O que leva uma mãe a deixar a filha para trás na Venezuela e atravessar por perigos para chegar em São Paulo?
O desespero. Ele é latente no semblante de Marta. Em cada gesto ou olhar acabrunhado, desconfiado e carregado de dor dela – que a câmera captara em planos médios – ele transparece. A mulher está dando leite, o que para um casal de aparentes jovens ingênuos, vem muito a calhar.
Escrito e dirigido por Gustavo Milan, Seiva Bruta é impecável tanto na técnica quanto na construção narrativa e nos acertos silenciosos do roteiro – que versa sobre abandono, patriarcado, opressão, machismo, miséria, ganância, medo e esperança. O bebê de nome Roraima é simbolicamente o elemento elíptico da história, aquele que toda a hora nos coloca mais dentro da trama sofrida de Marta e também de Alice, a mãe mas que não tem a capacidade de alimentar a filha.
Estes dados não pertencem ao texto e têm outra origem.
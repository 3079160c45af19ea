//! Execution log entity models and DTOs (PRD-22).
//!
//! Models for the append-only trail of schedule lifecycle events. Log rows
//! have no `updated_at` field (immutable records). A `NULL` schedule id marks
//! a system-scoped entry (e.g. a sweep that could not reach the store).

use serde::{Deserialize, Serialize};
use sqlx::FromRow;
use vendora_core::types::{DbId, Timestamp};

// ---------------------------------------------------------------------------
// Action / status vocabularies
// ---------------------------------------------------------------------------

/// What happened: a lifecycle action on a schedule.
#[derive(Debug, Clone, Copy, PartialEq, Eq)]
pub enum LogAction {
    Start,
    Stop,
    Error,
    Retry,
}

impl LogAction {
    /// Uppercase wire form stored in the `action` column.
    pub fn as_str(self) -> &'static str {
        match self {
            LogAction::Start => "START",
            LogAction::Stop => "STOP",
            LogAction::Error => "ERROR",
            LogAction::Retry => "RETRY",
        }
    }
}

/// How it went: the outcome recorded for the action.
#[derive(Debug, Clone, Copy, PartialEq, Eq)]
pub enum LogStatus {
    Success,
    Failed,
    Pending,
}

impl LogStatus {
    /// Uppercase wire form stored in the `status` column.
    pub fn as_str(self) -> &'static str {
        match self {
            LogStatus::Success => "SUCCESS",
            LogStatus::Failed => "FAILED",
            LogStatus::Pending => "PENDING",
        }
    }
}

// ---------------------------------------------------------------------------
// Entity
// ---------------------------------------------------------------------------

/// A single execution log entry. Immutable once created (no updated_at).
#[derive(Debug, Clone, FromRow, Serialize)]
pub struct ExecutionLog {
    pub id: DbId,
    pub schedule_id: Option<DbId>,
    pub campaign_id: Option<DbId>,
    pub action: String,
    pub status: String,
    pub message: String,
    pub error_details: Option<serde_json::Value>,
    pub metrics: Option<serde_json::Value>,
    pub created_at: Timestamp,
}

// ---------------------------------------------------------------------------
// Create DTO
// ---------------------------------------------------------------------------

/// DTO for appending a new execution log entry.
///
/// `error_details` is only meaningful with [`LogStatus::Failed`]; `metrics`
/// only with [`LogStatus::Success`].
#[derive(Debug, Clone)]
pub struct CreateExecutionLog {
    pub schedule_id: Option<DbId>,
    pub campaign_id: Option<DbId>,
    pub action: LogAction,
    pub status: LogStatus,
    pub message: String,
    pub error_details: Option<serde_json::Value>,
    pub metrics: Option<serde_json::Value>,
}

// ---------------------------------------------------------------------------
// Query parameters
// ---------------------------------------------------------------------------

/// Filter parameters for querying the execution log.
#[derive(Debug, Default, Deserialize)]
pub struct ExecutionLogQuery {
    pub schedule_id: Option<DbId>,
    pub campaign_id: Option<DbId>,
    pub action: Option<String>,
    pub status: Option<String>,
    pub from: Option<Timestamp>,
    pub to: Option<Timestamp>,
    pub limit: Option<i64>,
    pub offset: Option<i64>,
}
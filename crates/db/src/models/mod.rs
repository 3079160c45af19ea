//! Domain model structs and DTOs.
//!
//! Each submodule contains:
//! - A `FromRow` + `Serialize` entity struct matching the database row
//! - `Deserialize` DTOs for inserts where callers provide input

pub mod campaign;
pub mod execution_log;
pub mod schedule;
pub mod status;
pub mod time_slot;
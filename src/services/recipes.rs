//! Recipe endpoints, including AI recipe generation

use anyhow::{Context, Result};
use std::time::Duration;

use crate::client::{
    types::{
        ApiEnvelope, CategoriesData, Category, Empty, GenerateRecipeRequest, Recipe, RecipeData,
        RecipesData,
    },
    ApiClient, ApiRequest,
};

const GENERATE_TIMEOUT: Duration = Duration::from_secs(90);

#[derive(Clone)]
pub struct RecipeService {
    client: ApiClient,
}

impl RecipeService {
    pub(crate) fn new(client: ApiClient) -> Self {
        Self { client }
    }

    /// Recipe categories. Public, works signed out.
    pub async fn categories(&self) -> Result<Vec<Category>> {
        let envelope: ApiEnvelope<CategoriesData> = self
            .client
            .get("/recipes/categories", false)
            .await
            .context("Failed to load recipe categories")?;

        Ok(envelope
            .into_data()
            .context("Failed to load recipe categories")?
            .categories)
    }

    pub async fn search(&self, query: &str, limit: Option<u32>) -> Result<Vec<Recipe>> {
        let mut endpoint = format!("/recipes/search?q={}", urlencoding::encode(query));
        if let Some(l) = limit {
            endpoint.push_str(&format!("&limit={}", l));
        }

        let envelope: ApiEnvelope<RecipesData> = self
            .client
            .get(&endpoint, true)
            .await
            .context("Failed to search recipes")?;

        Ok(envelope
            .into_data()
            .context("Failed to search recipes")?
            .recipes)
    }

    pub async fn recipe(&self, recipe_id: &str) -> Result<Recipe> {
        let endpoint = format!("/recipes/{}", urlencoding::encode(recipe_id));
        let envelope: ApiEnvelope<RecipeData> = self
            .client
            .get(&endpoint, true)
            .await
            .with_context(|| format!("Failed to load recipe {}", recipe_id))?;

        Ok(envelope
            .into_data()
            .with_context(|| format!("Failed to load recipe {}", recipe_id))?
            .recipe)
    }

    pub async fn generate(&self, request: &GenerateRecipeRequest) -> Result<Recipe> {
        tracing::info!(
            "Generating recipe from {} ingredients",
            request.ingredients.len()
        );

        let body = self.client.json_body(Some(request))?;
        let envelope: ApiEnvelope<RecipeData> = self
            .client
            .request(
                ApiRequest::post("/recipes/generate")
                    .body(body)
                    .timeout(GENERATE_TIMEOUT),
            )
            .await
            .context("Failed to generate recipe")?;

        Ok(envelope
            .into_data()
            .context("Failed to generate recipe")?
            .recipe)
    }

    pub async fn save(&self, recipe_id: &str) -> Result<()> {
        let endpoint = format!("/recipes/{}/save", urlencoding::encode(recipe_id));
        let envelope: ApiEnvelope<Empty> = self
            .client
            .post(&endpoint, None::<&()>, true)
            .await
            .context("Failed to save recipe")?;

        envelope.into_data().context("Failed to save recipe")?;
        Ok(())
    }
}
Um grande ponto de virada se arma e se completa, ainda apontando para um extrato social e a paisagem marcante da Amazônia, onde as estradas enlameadas, as cidadezinhas brotadas no meio da floresta e a imensidão do rio completam as emoções dos personagens. As cenas foram rodadas em Manaus e arredores.
A capital amazonense, que hoje tanto sofre as consequências drásticas das más gestões estadual e municipal, que está todo o dia no noticiário com mais e mais mortes provocadas pela segunda cepa do corona virus e pela falta de oxigênio nas unidades de saúde, é cenário e também lugar de uma cena audiovisual pulsante – só lembrar do premiado O Barco e o Rio, de Bernardo Ale Abinader, também presente nessa edição da mostra.